A. Giving medication without checking the order
B. Asking if an anticoagulant will worsen wound healing (relevance and logic)
C. Delegating tasks without considering patient needs
D. Prioritizing based only on convenience
B. Asking if an anticoagulant will worsen wound healing (relevance and logic)
Rationale: Intellectual standards ensure reasoning is clear, logical, and relevant.
28. Reflection in nursing practice is BEST described as:
A. Ignoring outcomes to save time
B. Writing down events without analysis
C. Reviewing decisions to learn, improve, and plan for future practice
D. Only documenting mistakes
C. Reviewing decisions to learn, improve, and plan for future practice
Rationale: Reflection is a structured process to analyze decisions and enhance future practice.
29. Reflective journaling helps nurses by:
A. Replacing patient records
B. Developing self-evaluation, observation, and linking theory to practice
C. Eliminating the need for peer discussion
D. Providing answers to test questions
B. Developing self-evaluation, observation, and linking theory to practice
Rationale: Journaling promotes reflection, evaluation, and deeper understanding of clinical experiences.
30. Concept mapping is MOST useful for:
A. Listing tasks in order
B. Replacing care plans
C. Showing relationships between patient problems, diagnoses, and interventions
D. Avoiding teamwork
C. Showing relationships between patient problems, diagnoses, and interventions
Rationale: Concept mapping creates a visual link of complex patient data to improve critical thinking.
31. Which statement best summarizes the relationship between critical thinking and the nursing process?
A. They are unrelated
B. Critical thinking replaces the nursing process
C. The nursing process provides a framework for applying critical thinking
D. Only the nursing process ensures accurate care
C. The nursing process provides a framework for applying critical thinking
Rationale: The nursing process offers structure, while critical thinking ensures thoughtful, evidence-based decisions.

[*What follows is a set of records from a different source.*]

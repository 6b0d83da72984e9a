use std::sync::Arc;

use base64::{engine::general_purpose, Engine as _};
use chrono::{Duration, Utc};
use hmac::{Hmac, Mac};
use serde_json::{json, Value};
use sha2::Sha256;
use uuid::Uuid;

use shared_config::AppConfig;
use shared_models::auth::AuthUser;

pub struct TestConfig {
    pub jwt_secret: String,
    pub supabase_url: String,
    pub supabase_anon_key: String,
    pub openai_api_key: String,
    pub openai_base_url: String,
    pub openai_model: String,
}

impl Default for TestConfig {
    fn default() -> Self {
        Self {
            jwt_secret: "test-secret-key-for-jwt-validation-must-be-long-enough".to_string(),
            supabase_url: "http://localhost:54321".to_string(),
            supabase_anon_key: "test-anon-key".to_string(),
            openai_api_key: "test-openai-key".to_string(),
            openai_base_url: "http://localhost:18080/v1".to_string(),
            openai_model: "gpt-4o-mini".to_string(),
        }
    }
}

impl TestConfig {
    /// Point the store at a wiremock server.
    pub fn with_store_url(mut self, url: &str) -> Self {
        self.supabase_url = url.to_string();
        self
    }

    /// Point the AI endpoint at a wiremock server.
    pub fn with_ai_url(mut self, url: &str) -> Self {
        self.openai_base_url = url.to_string();
        self
    }

    pub fn to_app_config(&self) -> AppConfig {
        AppConfig {
            supabase_url: self.supabase_url.clone(),
            supabase_anon_key: self.supabase_anon_key.clone(),
            supabase_jwt_secret: self.jwt_secret.clone(),
            openai_api_key: self.openai_api_key.clone(),
            openai_base_url: self.openai_base_url.clone(),
            openai_model: self.openai_model.clone(),
        }
    }

    pub fn to_arc(&self) -> Arc<AppConfig> {
        Arc::new(self.to_app_config())
    }
}

pub struct TestUser {
    pub id: String,
    pub medical_id: String,
    pub email: String,
    pub name: String,
    pub role: String,
}

impl TestUser {
    pub fn new(medical_id: &str, name: &str, role: &str) -> Self {
        Self {
            id: Uuid::new_v4().to_string(),
            medical_id: medical_id.to_string(),
            email: format!("{}@example.com", medical_id.to_lowercase()),
            name: name.to_string(),
            role: role.to_string(),
        }
    }

    pub fn doctor(medical_id: &str) -> Self {
        Self::new(medical_id, "Dr. Test", "doctor")
    }

    pub fn patient(medical_id: &str) -> Self {
        Self::new(medical_id, "Test Patient", "patient")
    }

    pub fn to_auth_user(&self) -> AuthUser {
        AuthUser {
            id: self.id.clone(),
            medical_id: self.medical_id.clone(),
            name: Some(self.name.clone()),
            email: Some(self.email.clone()),
            role: Some(self.role.clone()),
            authenticated_at: Some(Utc::now()),
        }
    }
}

pub struct JwtTestUtils;

impl JwtTestUtils {
    pub fn create_test_token(user: &TestUser, secret: &str, exp_hours: Option<i64>) -> String {
        let now = Utc::now();
        let exp = now + Duration::hours(exp_hours.unwrap_or(24));

        let header = json!({
            "alg": "HS256",
            "typ": "JWT"
        });

        let payload = json!({
            "sub": user.id,
            "email": user.email,
            "role": user.role,
            "medical_id": user.medical_id,
            "name": user.name,
            "iat": now.timestamp(),
            "exp": exp.timestamp()
        });

        let header_encoded = general_purpose::URL_SAFE_NO_PAD.encode(header.to_string());
        let payload_encoded = general_purpose::URL_SAFE_NO_PAD.encode(payload.to_string());

        let signing_input = format!("{}.{}", header_encoded, payload_encoded);

        let mut mac = Hmac::<Sha256>::new_from_slice(secret.as_bytes())
            .expect("HMAC can take key of any size");
        mac.update(signing_input.as_bytes());
        let signature = mac.finalize().into_bytes();
        let signature_encoded = general_purpose::URL_SAFE_NO_PAD.encode(signature);

        format!("{}.{}", signing_input, signature_encoded)
    }
}

/// Canned PostgREST rows for wiremock-backed tests.
pub struct MockSupabaseResponses;

impl MockSupabaseResponses {
    pub fn patient_row(medical_id: &str, email: &str, name: &str) -> Value {
        json!({
            "id": Uuid::new_v4().to_string(),
            "medical_id": medical_id,
            "email": email,
            "name": name,
            "created_at": "2024-01-01T00:00:00Z"
        })
    }

    pub fn doctor_row(medical_id: &str, email: &str, name: &str, specialization: &str) -> Value {
        json!({
            "id": Uuid::new_v4().to_string(),
            "medical_id": medical_id,
            "email": email,
            "name": name,
            "specialization": specialization,
            "created_at": "2024-01-01T00:00:00Z"
        })
    }

    /// A chat-completions body whose assistant message is `content`.
    pub fn chat_completion(content: &str) -> Value {
        json!({
            "id": "chatcmpl-test",
            "object": "chat.completion",
            "choices": [
                {
                    "index": 0,
                    "message": {
                        "role": "assistant",
                        "content": content
                    },
                    "finish_reason": "stop"
                }
            ]
        })
    }
}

32. Which is the correct order of the REFLECT model?
A. Recall → Explore → Create → Time → Learn → Examine → Feelings
B. Examine → Learn → Recall → Create → Time → Feelings → Explore
C. Recall → Examine → Feelings → Learn → Explore → Create → Time
D. Recall → Create → Feelings → Time → Learn → Examine → Explore
C. Recall → Examine → Feelings → Learn → Explore → Create → Time
Rationale: The REFLECT model follows: Recall, Examine, Feelings, Learn, Explore, Create, Time.
33. Which critical thinking trait involves anticipating patient responses and being proactive?
A. Open-mindedness
B. Truth-seeking
C. Analyticity
D. Responsibility
C. Analyticity
Rationale: Analyticity means anticipating outcomes and responses to ensure safety and preparedness.
34. When handling a questionable medication order, the safe nursing action includes:
A. Administering it immediately
B. Asking another nurse to confirm without reviewing
C. Holding the medication and clarifying with the provider
D. Ignoring the concern and documenting later
C. Holding the medication and clarifying with the provider
Rationale: Patient safety requires clarification before administering potentially harmful medications.